## Information given
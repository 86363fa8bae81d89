use super::*;

const ALL: [Ease; 5] = [
    Ease::Linear,
    Ease::OutQuad,
    Ease::OutCubic,
    Ease::InOutCubic,
    Ease::InOutSine,
];

#[test]
fn endpoints_are_stable() {
    for ease in ALL {
        assert!(ease.apply(0.0).abs() < 1e-12, "{ease:?}");
        assert!((ease.apply(1.0) - 1.0).abs() < 1e-12, "{ease:?}");
    }
}

#[test]
fn monotonic_spot_check() {
    for ease in ALL {
        let a = ease.apply(0.25);
        let b = ease.apply(0.5);
        let c = ease.apply(0.75);
        assert!(a < b);
        assert!(b < c);
    }
}

#[test]
fn in_out_sine_is_symmetric_about_midpoint() {
    let e = Ease::InOutSine;
    assert!((e.apply(0.5) - 0.5).abs() < 1e-12);
    assert!((e.apply(0.2) + e.apply(0.8) - 1.0).abs() < 1e-12);
}

#[test]
fn out_of_range_progress_is_clamped() {
    assert_eq!(Ease::OutQuad.apply(-1.0), 0.0);
    assert_eq!(Ease::OutQuad.apply(2.0), 1.0);
}

#[test]
fn power_eases_match_their_closed_forms() {
    assert!((Ease::OutQuad.apply(0.5) - 0.75).abs() < 1e-12);
    assert!((Ease::OutCubic.apply(0.5) - 0.875).abs() < 1e-12);
    assert!((Ease::InOutCubic.apply(0.25) - 0.0625).abs() < 1e-12);
    assert!((Ease::InOutCubic.apply(0.75) - 0.9375).abs() < 1e-12);
}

## Required work
The full listing, repeated exactly, is the expected answer.

## Result of this task
repository 86363fa8bae81d89
use super::*;

const ALL: [Ease; 5] = [
    Ease::Linear,
    Ease::OutQuad,
    Ease::OutCubic,
    Ease::InOutCubic,
    Ease::InOutSine,
];

#[test]
fn endpoints_are_stable() {
    for ease in ALL {
        assert!(ease.apply(0.0).abs() < 1e-12, "{ease:?}");
        assert!((ease.apply(1.0) - 1.0).abs() < 1e-12, "{ease:?}");
    }
}

#[test]
fn monotonic_spot_check() {
    for ease in ALL {
        let a = ease.apply(0.25);
        let b = ease.apply(0.5);
        let c = ease.apply(0.75);
        assert!(a < b);
        assert!(b < c);
    }
}

#[test]
fn in_out_sine_is_symmetric_about_midpoint() {
    let e = Ease::InOutSine;
    assert!((e.apply(0.5) - 0.5).abs() < 1e-12);
    assert!((e.apply(0.2) + e.apply(0.8) - 1.0).abs() < 1e-12);
}

#[test]
fn out_of_range_progress_is_clamped() {
    assert_eq!(Ease::OutQuad.apply(-1.0), 0.0);
    assert_eq!(Ease::OutQuad.apply(2.0), 1.0);
}

#[test]
fn power_eases_match_their_closed_forms() {
    assert!((Ease::OutQuad.apply(0.5) - 0.75).abs() < 1e-12);
    assert!((Ease::OutCubic.apply(0.5) - 0.875).abs() < 1e-12);
    assert!((Ease::InOutCubic.apply(0.25) - 0.0625).abs() < 1e-12);
    assert!((Ease::InOutCubic.apply(0.75) - 0.9375).abs() < 1e-12);
}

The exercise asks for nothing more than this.